§ Data items:
+ + + +

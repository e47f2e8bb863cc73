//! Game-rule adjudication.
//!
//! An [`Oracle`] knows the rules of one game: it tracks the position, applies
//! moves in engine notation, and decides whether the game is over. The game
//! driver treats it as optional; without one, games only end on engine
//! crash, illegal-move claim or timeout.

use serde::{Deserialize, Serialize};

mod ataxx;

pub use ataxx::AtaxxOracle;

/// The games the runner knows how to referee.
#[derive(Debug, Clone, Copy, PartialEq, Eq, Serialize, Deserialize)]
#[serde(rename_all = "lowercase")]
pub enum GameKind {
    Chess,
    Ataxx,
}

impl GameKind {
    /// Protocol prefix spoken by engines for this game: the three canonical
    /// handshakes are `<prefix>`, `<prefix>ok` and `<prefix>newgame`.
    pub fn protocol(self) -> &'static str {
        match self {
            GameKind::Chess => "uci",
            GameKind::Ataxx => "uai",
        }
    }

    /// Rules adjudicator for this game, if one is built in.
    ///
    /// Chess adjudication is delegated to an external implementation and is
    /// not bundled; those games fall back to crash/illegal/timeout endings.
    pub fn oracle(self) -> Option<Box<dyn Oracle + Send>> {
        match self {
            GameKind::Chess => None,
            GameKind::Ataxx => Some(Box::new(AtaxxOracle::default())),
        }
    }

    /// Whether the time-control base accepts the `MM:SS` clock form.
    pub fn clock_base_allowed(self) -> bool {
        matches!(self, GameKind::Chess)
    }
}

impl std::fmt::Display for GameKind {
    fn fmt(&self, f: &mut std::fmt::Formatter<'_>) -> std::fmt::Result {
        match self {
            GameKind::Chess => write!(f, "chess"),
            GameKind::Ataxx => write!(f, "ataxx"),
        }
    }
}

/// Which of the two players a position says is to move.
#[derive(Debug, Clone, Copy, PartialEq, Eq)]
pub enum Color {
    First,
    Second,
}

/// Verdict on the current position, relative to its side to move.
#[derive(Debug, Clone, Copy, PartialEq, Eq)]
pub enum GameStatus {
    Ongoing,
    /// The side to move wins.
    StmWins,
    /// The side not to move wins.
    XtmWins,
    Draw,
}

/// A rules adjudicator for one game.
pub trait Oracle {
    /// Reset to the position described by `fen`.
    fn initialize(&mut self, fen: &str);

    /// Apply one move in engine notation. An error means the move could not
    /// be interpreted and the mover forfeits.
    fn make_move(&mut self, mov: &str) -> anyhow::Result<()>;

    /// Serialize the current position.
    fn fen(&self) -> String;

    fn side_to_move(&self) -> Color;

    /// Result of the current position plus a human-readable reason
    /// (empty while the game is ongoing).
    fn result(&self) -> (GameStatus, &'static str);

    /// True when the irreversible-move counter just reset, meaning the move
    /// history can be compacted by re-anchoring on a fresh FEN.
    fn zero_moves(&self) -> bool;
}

+ + + +

§ Work to complete:
Filter the entries above down to the lines that contain "enum".

§ Reply:
pub enum GameKind {
pub enum Color {
pub enum GameStatus {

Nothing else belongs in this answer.